一直沉默著的沈時霆忽然開口,江晚晚聞言,回過身,應了一聲。
沈時霆繼續道,“我們現在應該已經在沈秀秀的監控范圍之內了,拐角的那個攝像頭型號很新,不可能是這里的東西。”
確實,這里一眼看過去,就只能看到破敗和落后,就算是有攝像頭,多半也是沒有用的裝飾品,更別說一個嶄新的攝像頭了。
自然是沒有電梯,好在這種老式的居民樓層數也并不算高,一共也只有六層而已。兩個人很快到了頂樓,只見房門大敞四開著,完全沒有任何防范的意思。
江晚晚反而警惕了一些,下意識看向沈時霆。
沈時霆的面色有些復雜,率先走了進去。
“沈時霆?”
皺著眉頭,江晚晚不自覺地喊了一聲沈時霆的名字——沈時霆不是這么莽撞的人,為什么看到這敞開的門,竟然毫不猶豫地就走了進去?
聽到了江晚晚的聲音,沈時霆依舊沒有回頭,江晚晚也只能跟著沈時霆用走了進去。
屋子里一股餿了的味道,桌子上和沙發上全是各種視頻的包裝袋,還有吃剩的泡面和面包,堪比一個小型的垃圾場。
江晚晚的眉頭就沒有松開過,沈時霆邁過這些垃圾,直接走到了主臥門前,打開了門。
“沈秀秀。
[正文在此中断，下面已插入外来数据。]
/// Core error hierarchy.
///
/// A small set of error classes the processing pass distinguishes between:
/// recoverable-local errors purge a candidate and move on, transient waits
/// re-enqueue without state change, structural-reset errors trigger a
/// subtree reset, and collaborator errors are passed through from
/// storage/network.

use std::fmt;

use crate::chain_id::ChainId;
use crate::reliability::BlockKey;

#[derive(Debug, Clone)]
pub enum CoreError {
    /// The candidate's `previous` block is not on storage.
    NotPrevious { chain: ChainId, height: u64, key: BlockKey },
    /// A replacement block arrived too early relative to the current tip.
    BlockTimeTooEarly { chain: ChainId },
    /// The current tip is not old enough to be safely rolled back yet.
    TooNewToRollback { chain: ChainId },
    /// A rollback was performed and the chain should be re-evaluated.
    RolledBack { chain: ChainId, to_height: u64 },
    /// A neighbour chain is behind; the caller should wait.
    WaitNeighbour { chain: ChainId, neighbour: ChainId },
    /// A neighbour chain is ahead; the local chain must wait for it.
    NeighbourAhead { chain: ChainId, neighbour: ChainId },
    /// The declared parent block vanished from the parent chain: the chain's
    /// id-block state must be fully reset.
    DifferentParent { chain: ChainId },
    /// Passthrough from the storage collaborator.
    Storage(String),
}

impl fmt::Display for CoreError {
    fn fmt(&self, f: &mut fmt::Formatter<'_>) -> fmt::Result {
        match self {
            CoreError::NotPrevious { chain, height, key } => {
                write!(f, "chain {chain}: previous block of candidate {key} at height {height} not found")
            }
            CoreError::BlockTimeTooEarly { chain } => {
                write!(f, "chain {chain}: replacement block time too early")
            }
            CoreError::TooNewToRollback { chain } => {
                write!(f, "chain {chain}: current tip too new to roll back")
            }
            CoreError::RolledBack { chain, to_height } => {
                write!(f, "chain {chain}: rolled back to height {to_height}")
            }
            CoreError::WaitNeighbour { chain, neighbour } => {
                write!(f, "chain {chain}: waiting on neighbour chain {neighbour}")
            }
            CoreError::NeighbourAhead { chain, neighbour } => {
                write!(f, "chain {chain}: neighbour chain {neighbour} is ahead, deferring rollback")
            }
            CoreError::DifferentParent { chain } => {
                write!(f, "chain {chain}: parent block no longer present on parent chain")
            }
            CoreError::Storage(msg) => write!(f, "storage error: {msg}"),
        }
    }
}

impl std::error::Error for CoreError {}

impl CoreError {
    /// True for the "transient wait" class: the pass should return
    /// quietly without mutating chain state beyond what's already done.
    pub fn is_transient_wait(&self) -> bool {
        matches!(
            self,
            CoreError::WaitNeighbour { .. }
                | CoreError::NeighbourAhead { .. }
                | CoreError::TooNewToRollback { .. }
                | CoreError::BlockTimeTooEarly { .. }
                | CoreError::RolledBack { .. }
        )
    }

    /// True for the "recoverable local" class: the offending candidate
    /// has already been purged by the caller.
    pub fn is_recoverable_local(&self) -> bool {
        matches!(self, CoreError::NotPrevious { .. })
    }

    /// True for the "structural inconsistency" class.
    pub fn is_structural(&self) -> bool {
        matches!(self, CoreError::DifferentParent { .. })
    }
}

pub type CoreResult<T> = Result<T, CoreError>;
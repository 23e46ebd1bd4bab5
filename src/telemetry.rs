/// Structured logging: a `tracing_subscriber` registry with an `EnvFilter`
/// and a pretty/json writer, reading `RUST_LOG`.

use tracing_subscriber::{fmt, layer::SubscriberExt, util::SubscriberInitExt, EnvFilter};

#[derive(Debug, Clone)]
pub struct TelemetryConfig {
    pub log_level: String,
    pub log_format: String,
}

impl Default for TelemetryConfig {
    fn default() -> Self {
        Self {
            log_level: std::env::var("RUST_LOG").unwrap_or_else(|_| "info".to_string()),
            log_format: std::env::var("CHAINTREED_LOG_FORMAT").unwrap_or_else(|_| "pretty".to_string()),
        }
    }
}

/// Initialize the global tracing subscriber. Call once at process start,
/// before the engine's scheduler loop begins.
pub fn init_tracing(config: TelemetryConfig) -> Result<(), Box<dyn std::error::Error>> {
    let env_filter = EnvFilter::try_from_default_env().unwrap_or_else(|_| EnvFilter::new(&config.log_level));

    if config.log_format == "json" {
        tracing_subscriber::registry()
            .with(env_filter)
            .with(fmt::layer().json().with_current_span(true).with_span_list(true))
            .init();
    } else {
        tracing_subscriber::registry()
            .with(env_filter)
            .with(fmt::layer().with_target(false).with_thread_ids(false).with_file(true).with_line_number(true))
            .init();
    }
    Ok(())
}
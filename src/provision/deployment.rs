//! Synthesis and installation of the deployment descriptor

use std::path::{Path, PathBuf};

use tracing::info;

use super::reactor::Project;
use crate::descriptor::{Coordinates, Dependency, POM_FILE, Pom, compound_id};
use crate::error::{self, Result};
use crate::repository::{ArtifactRef, LocalRepository};

/// Appended to the root's compound id to form the deployment group
pub const BUILD_SUFFIX: &str = ".build";

pub const DEPLOYMENT_ARTIFACT: &str = "deployment";

/// Location of the deployment descriptor below the root module
pub const DEPLOYMENT_DIR: &str = "target/deployment";

/// Top-level sections kept from the root descriptor
const KEPT_SECTIONS: [&str; 1] = ["modelVersion"];

/// An aggregate descriptor listing every resolved bundle
#[derive(Debug, Clone)]
pub struct DeploymentDescriptor {
    pom: Pom,
    coordinates: Coordinates,
}

impl DeploymentDescriptor {
    /// Derive the descriptor from the traversal root
    pub fn build(root: &Project, bundles: &[Dependency]) -> Self {
        let root_coordinates = root.coordinates();
        let coordinates = Coordinates::new(
            compound_id(&root_coordinates.group_id, &root_coordinates.artifact_id) + BUILD_SUFFIX,
            DEPLOYMENT_ARTIFACT,
            &root_coordinates.version,
        );

        let file = root.basedir().join(DEPLOYMENT_DIR).join(POM_FILE);
        let mut pom = root.pom().derive(file);
        pom.retain_sections(&KEPT_SECTIONS);
        pom.set_group_id(&coordinates.group_id);
        pom.set_artifact_id(&coordinates.artifact_id);
        pom.set_version(&coordinates.version);
        pom.set_packaging("pom");
        pom.set_dependencies(bundles);

        Self { pom, coordinates }
    }

    /// Write the descriptor, creating its directory
    pub fn write(&self) -> Result<()> {
        self.pom
            .write()
            .map_err(|e| error::deploy::write_failed(self.file().display().to_string(), e.to_string()))?;
        info!("Wrote deployment descriptor {}", self.file().display());
        Ok(())
    }

    /// Register the written descriptor in the local repository
    pub fn install(&self, local: &LocalRepository) -> Result<PathBuf> {
        let artifact = ArtifactRef::new(
            &self.coordinates.group_id,
            &self.coordinates.artifact_id,
            &self.coordinates.version,
        )
        .with_type("pom");

        local
            .install(self.file(), &artifact, &self.coordinates.version)
            .map_err(|e| error::deploy::install_failed(artifact.to_string(), e.to_string()))
    }

    pub fn coordinates(&self) -> &Coordinates {
        &self.coordinates
    }

    pub fn file(&self) -> &Path {
        self.pom.file()
    }

    /// Directory the descriptor lives in
    pub fn basedir(&self) -> PathBuf {
        self.pom.basedir()
    }

    pub fn pom(&self) -> &Pom {
        &self.pom
    }
}
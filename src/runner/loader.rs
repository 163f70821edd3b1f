//! Loading the runner jar and running its entry point

use std::fs::File;
use std::path::{Path, PathBuf};
use std::process::Command;

use tracing::debug;

use crate::error::{self, Result, ToolError};
use crate::repository::{ArtifactRef, ArtifactResolver, ResolutionError};

/// Something that can run the tool with a command line
pub trait EntryPoint {
    fn run(&self, arguments: &[String]) -> std::result::Result<(), ToolError>;
}

/// Turns a tool artifact into a runnable entry point
pub trait RunnerLoader {
    fn load(&self, tool: &ArtifactRef, main_class: &str) -> Result<Box<dyn EntryPoint>>;
}

/// Resolves the runner jar and runs it in a separate JVM
pub struct JarRunnerLoader<'a> {
    resolver: &'a dyn ArtifactResolver,
    java_command: String,
}

impl<'a> JarRunnerLoader<'a> {
    pub fn new(resolver: &'a dyn ArtifactResolver, java_command: impl Into<String>) -> Self {
        Self {
            resolver,
            java_command: java_command.into(),
        }
    }
}

impl RunnerLoader for JarRunnerLoader<'_> {
    fn load(&self, tool: &ArtifactRef, main_class: &str) -> Result<Box<dyn EntryPoint>> {
        let jar = match self.resolver.resolve(tool) {
            Ok(resolved) => resolved.file,
            Err(ResolutionError::NotFound { .. }) => {
                return Err(error::dispatch::not_found(tool.to_string()));
            }
            Err(e) => return Err(error::dispatch::unresolvable(tool.to_string(), Some(Box::new(e)))),
        };

        let entry = class_entry(main_class);
        let present = contains_entry(&jar, &entry)
            .map_err(|e| error::dispatch::unresolvable(tool.to_string(), Some(e)))?;
        if !present {
            return Err(error::dispatch::entry_point_not_found(format!(
                "{main_class} in {}",
                jar.display()
            )));
        }

        debug!("Loaded {} from {}", main_class, jar.display());
        Ok(Box::new(JavaEntryPoint {
            java_command: self.java_command.clone(),
            jar,
            main_class: main_class.to_string(),
        }))
    }
}

/// Archive entry holding a class
fn class_entry(main_class: &str) -> String {
    format!("{}.class", main_class.replace('.', "/"))
}

fn contains_entry(jar: &Path, entry: &str) -> std::result::Result<bool, ToolError> {
    let archive = zip::ZipArchive::new(File::open(jar)?)?;
    Ok(archive.file_names().any(|name| name == entry))
}

/// Runs `java -cp <jar> <main class> <arguments>` and waits for it
pub struct JavaEntryPoint {
    java_command: String,
    jar: PathBuf,
    main_class: String,
}

impl EntryPoint for JavaEntryPoint {
    fn run(&self, arguments: &[String]) -> std::result::Result<(), ToolError> {
        let status = Command::new(&self.java_command)
            .arg("-cp")
            .arg(&self.jar)
            .arg(&self.main_class)
            .args(arguments)
            .status()?;
        if status.success() {
            Ok(())
        } else {
            Err(format!("{} exited with {status}", self.main_class).into())
        }
    }
}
”
聽到沈時霆的聲音,江晚晚看過去,不敢相信就這么找到了沈秀秀——這過程未免有些太容易了,和她想象之中的惡戰大相徑庭。
沈秀秀就和小寶坐在一起,小寶被她用一根繩子綁在了椅子上,耷拉著腦袋,還在昏迷之中,而沈秀秀經過幾個月不見,已經瘦得骨瘦如柴。
聽到沈時霆在喊自己的名字,沈秀秀看過來,一雙眼睛凹陷進去,顯出幾分木訥。
“把自己變成這個樣子,就是你情愿的嗎?”
見到面前的這幅場景,沈時霆似乎并不覺得十分意外,看著沈秀秀,平靜地開口,眼中看不出半點波瀾,而聽到了沈時霆的話,沈秀秀的眼珠轉了一下,轉而滲出幾滴眼淚。
“你根本就不懂......”
“我應該懂什么?”
沈時霆上前一步,將小寶解開來,江晚晚連忙跟著上去抱起小寶,看到小寶安然無恙,似乎只是昏過去了,又試探了脈搏,確認身體其他地方沒有異樣,才松了一口氣。
“我們只是貪錢,我們窮怕了又怎么樣?”沈秀秀攥著拳頭,額頭上的青筋爆出,本就瘦骨嶙峋,這么看上去更加可怖,“是鳳棲梧把我抓起來,用鏈子鎖住,強迫我媽去找小寶。”
“招惹到鳳棲梧那個瘋子的人不是江晚晚嗎?如果不是江晚晚,怎么會有這么多事?”
窮怕了?
江晚晚很敏銳地捕捉到了這三個字,霎時間有些疑惑——從前只聽說秦雪蓮的家世不算很好,但是能嫁到沈家來,應該無論如何也不會太差。
至于沈秀秀,生來就是沈家的女兒,怎么可能窮?
“如果你們安安分分地待在沈家,或者安安分分地待在宿城,是絕對不會出現這么多問題的。”沈時霆的臉上仍然沒有波瀾,沈秀秀的話并不能讓他產生不一樣的情緒,“這是你們自作自受,和他人無關。”
沈秀秀聞言笑起來,江晚晚警惕地看著她,半晌,沈秀秀停了下來,而后搖了搖頭。